Empirical evidence exists for using stimulants (methylphenidate) and non-stimulants (atomoxetine, clonodine, guanfacine) to address co-morbid ADHD in ASD. Nonetheless, response is typically less robust with higher drop-out rates due to intolerability compared to neurotypical children.3

Viloxazine, originally marketed as a bicyclic antidepressant, and FDA-designated as an orphan drug for narcolepsy/cataplexy, was recently approved for ADHD in children aged 6-17 years at 100–400 mg/d, as a norepinephrine reuptake inhibitor (NRI), a non-stimulant, akin to atomoxetine. Although classified as an NRI (nor-epinephrine reuptake inhibitor), viloxazine has a composite mode of action including, inter alia, an increase of serotonin (5-HT) in PFC, 5-HT2C agonism, and, 5-HT2B antagonism (this mechanism is also shared by metadoxine that was previously investigated as a potential ADHD medication)–which has been demonstrated to suppress hyperlocomotion in animals, and hence the designation SNMA (serotonin-norepinephrine modulating agent) sounds more apt.4

Weight loss seen in this case might be ascribed to anorexogenic effects of viloxazine. Importantly, viloxazine by inhibiting CYP 1A2, to which olanzapine is a substrate, can spare higher doses (as in our case where we could stay at 5 mg/d without uptitration). And since metabolic syndrome could be dose-dependent (at least for some atypical antipsychotics), this could be an innovative pharmacological strategy to mitigate metabolic syndrome, not unlike the previously reported use of fluvoxamine, an SSRI with CYP 1A2 inhibitor activity, to help with clozapine-related metabolic syndrome.5

By virtue of serotonin and norepinephrine reuptake inhibition at the presynaptic neuron in Onuf ’s nucleus of the sacral spinal cord, viloxazine can target nocturnal enuresis as in our report. The resultant increase in nor-epinephrine tone, stimulation of the alpha-adrenergic receptors promotes urinary continence via contraction of the bladder trigone and internal sphincter whilst stimulation of beta-receptors in the bladder results in smooth muscle relaxation of the bladder wall and the net effect would be urinary continence.6 Anticholinergic drive of olanzapine could be contributory as well.

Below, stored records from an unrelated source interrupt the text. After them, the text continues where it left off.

use anyhow::{anyhow, Result};
use async_trait::async_trait;
use reqwest::Client;
use reqwest::StatusCode;
use serde_json::{json, Value};
use std::time::Duration;
use uuid::Uuid;

use super::base::{Provider, Usage};
use super::configs::GeminiProviderConfig;
use super::utils::normalize_arguments;
use crate::models::message::{Message, MessageContent};
use crate::models::role::Role;
use crate::models::tool::{Tool, ToolCall};

pub struct GeminiProvider {
    client: Client,
    config: GeminiProviderConfig,
}

impl GeminiProvider {
    pub fn new(config: GeminiProviderConfig) -> Result<Self> {
        let client = Client::builder()
            .timeout(Duration::from_secs(600))
            .build()?;

        Ok(Self { client, config })
    }

    fn get_usage(data: &Value) -> Usage {
        let metadata = data.get("usageMetadata");
        let count = |key: &str| {
            metadata
                .and_then(|m| m.get(key))
                .and_then(|v| v.as_i64())
                .map(|v| v as i32)
        };
        Usage::new(
            count("promptTokenCount"),
            count("candidatesTokenCount"),
            count("totalTokenCount"),
        )
    }

    async fn post(&self, payload: Value) -> Result<Value> {
        let url = format!(
            "{}/v1beta/models/{}:generateContent?key={}",
            self.config.host.trim_end_matches('/'),
            self.config.model,
            self.config.api_key,
        );

        let response = self.client.post(&url).json(&payload).send().await?;

        match response.status() {
            StatusCode::OK => Ok(response.json().await?),
            status if status == StatusCode::TOO_MANY_REQUESTS || status.as_u16() >= 500 => {
                Err(anyhow!("Server error: {}", status))
            }
            status => Err(anyhow!(
                "Request failed: {}\n{}",
                status,
                response.text().await.unwrap_or_default()
            )),
        }
    }
}

/// Convert the wire transcript to Gemini `contents`.
///
/// Tool requests become `functionCall` parts on a model turn and tool
/// responses become `functionResponse` parts on a user turn, which is the
/// pairing the API validates.
fn messages_to_contents(messages: &[Message]) -> Vec<Value> {
    let mut contents = Vec::new();

    for message in messages {
        let role = match message.role {
            Role::User => "user",
            Role::Assistant => "model",
        };

        let mut parts = Vec::new();
        for content in &message.content {
            match content {
                MessageContent::Text(text) => {
                    if !text.text.is_empty() {
                        parts.push(json!({"text": text.text}));
                    }
                }
                MessageContent::Image(image) => {
                    parts.push(json!({
                        "inlineData": {
                            "mimeType": image.mime_type,
                            "data": image.data,
                        }
                    }));
                }
                MessageContent::ToolRequest(request) => {
                    parts.push(json!({
                        "functionCall": {
                            "name": request.call.name,
                            "args": request.call.arguments,
                        }
                    }));
                }
                MessageContent::ToolResponse(response) => {
                    parts.push(json!({
                        "functionResponse": {
                            "name": response.name,
                            "response": {"result": response.result},
                        }
                    }));
                }
            }
        }

        if !parts.is_empty() {
            contents.push(json!({"role": role, "parts": parts}));
        }
    }

    contents
}

fn tools_to_declarations(tools: &[Tool]) -> Value {
    json!([{
        "functionDeclarations": tools
            .iter()
            .map(|tool| json!({
                "name": tool.name,
                "description": tool.description,
                "parameters": tool.parameters,
            }))
            .collect::<Vec<_>>()
    }])
}

/// Parse a generateContent response into a wire message. Gemini does not
/// assign call ids, so each parsed functionCall gets a fresh uuid.
fn response_to_message(response: &Value) -> Result<Message> {
    let parts = response
        .pointer("/candidates/0/content/parts")
        .and_then(|v| v.as_array())
        .ok_or_else(|| anyhow!("No content parts in Gemini response"))?;

    let mut message = Message::assistant();
    for part in parts {
        if let Some(text) = part.get("text").and_then(|v| v.as_str()) {
            message = message.with_text(text);
        }
        if let Some(call) = part.get("functionCall") {
            let name = call
                .get("name")
                .and_then(|v| v.as_str())
                .ok_or_else(|| anyhow!("functionCall part without a name"))?;
            let args = normalize_arguments(call.get("args").cloned().unwrap_or(json!({})));
            message = message
                .with_tool_request(Uuid::new_v4().to_string(), ToolCall::new(name, args));
        }
    }

    Ok(message)
}

#[async_trait]
impl Provider for GeminiProvider {
    async fn complete(
        &self,
        system: &str,
        messages: &[Message],
        tools: &[Tool],
    ) -> Result<(Message, Usage)> {
        let mut payload = json!({
            "contents": messages_to_contents(messages),
        });

        if !system.is_empty() {
            payload["systemInstruction"] = json!({"parts": [{"text": system}]});
        }
        if !tools.is_empty() {
            payload["tools"] = tools_to_declarations(tools);
        }

        let response = self.post(payload).await?;

        if let Some(error) = response.get("error") {
            return Err(anyhow!("Gemini API error: {}", error));
        }

        let message = response_to_message(&response)?;
        let usage = Self::get_usage(&response);

        Ok((message, usage))
    }
}

#[cfg(test)]
mod tests {
    use super::*;
    use wiremock::matchers::{method, path};
    use wiremock::{Mock, MockServer, ResponseTemplate};

    fn provider_for(server: &MockServer) -> GeminiProvider {
        GeminiProvider::new(GeminiProviderConfig {
            host: server.uri(),
            api_key: "test-key".to_string(),
            model: "gemini-test".to_string(),
        })
        .unwrap()
    }

    #[tokio::test]
    async fn test_complete_plain_text() -> Result<()> {
        let server = MockServer::start().await;
        Mock::given(method("POST"))
            .and(path("/v1beta/models/gemini-test:generateContent"))
            .respond_with(ResponseTemplate::new(200).set_body_json(json!({
                "candidates": [{"content": {"parts": [{"text": "Hello there"}]}}],
                "usageMetadata": {
                    "promptTokenCount": 12,
                    "candidatesTokenCount": 3,
                    "totalTokenCount": 15
                }
            })))
            .mount(&server)
            .await;

        let provider = provider_for(&server);
        let transcript = vec![Message::user().with_text("Hi")];
        let (message, usage) = provider.complete("be nice", &transcript, &[]).await?;

        assert_eq!(message.text(), "Hello there");
        assert!(message.tool_requests().is_empty());
        assert_eq!(usage.total_tokens, Some(15));
        Ok(())
    }

    #[tokio::test]
    async fn test_complete_parses_function_calls() -> Result<()> {
        let server = MockServer::start().await;
        Mock::given(method("POST"))
            .and(path("/v1beta/models/gemini-test:generateContent"))
            .respond_with(ResponseTemplate::new(200).set_body_json(json!({
                "candidates": [{"content": {"parts": [
                    {"functionCall": {"name": "readFile", "args": {"fileName": "notes.txt"}}}
                ]}}]
            })))
            .mount(&server)
            .await;

        let provider = provider_for(&server);
        let transcript = vec![Message::user().with_text("read my notes")];
        let (message, _) = provider.complete("", &transcript, &[]).await?;

        let requests = message.tool_requests();
        assert_eq!(requests.len(), 1);
        assert_eq!(requests[0].call.name, "readFile");
        assert_eq!(requests[0].call.arguments["fileName"], "notes.txt");
        assert!(!requests[0].id.is_empty());
        Ok(())
    }

    #[tokio::test]
    async fn test_server_errors_propagate() {
        let server = MockServer::start().await;
        Mock::given(method("POST"))
            .respond_with(ResponseTemplate::new(500))
            .mount(&server)
            .await;

        let provider = provider_for(&server);
        let transcript = vec![Message::user().with_text("Hi")];
        let result = provider.complete("", &transcript, &[]).await;
        assert!(result.is_err());
    }

    #[test]
    fn test_transcript_conversion_pairs_tool_turns() {
        let transcript = vec![
            Message::user().with_text("list"),
            Message::assistant().with_tool_request("1", ToolCall::new("listFiles", json!({}))),
            Message::user().with_tool_response("1", "listFiles", "Files available:\n- a.txt"),
        ];

        let contents = messages_to_contents(&transcript);
        assert_eq!(contents.len(), 3);
        assert_eq!(contents[1]["role"], "model");
        assert_eq!(
            contents[1]["parts"][0]["functionCall"]["name"],
            "listFiles"
        );
        assert_eq!(contents[2]["role"], "user");
        assert_eq!(
            contents[2]["parts"][0]["functionResponse"]["response"]["result"],
            "Files available:\n- a.txt"
        );
    }
}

Naguy, and colleagues failed to locate any similar reports thus far of viloxazine use in ASD. Our report remains one of the earliest to report safe and effective use of viloxazine to tackle ADHD-like symptom profile in ASD, mitigating metabolic syndrome and nocturnal enuresis. This might open new treatment venues in such complicated clinical scenarios. That said, large rigorous studies are definitely needed to replicate these findings.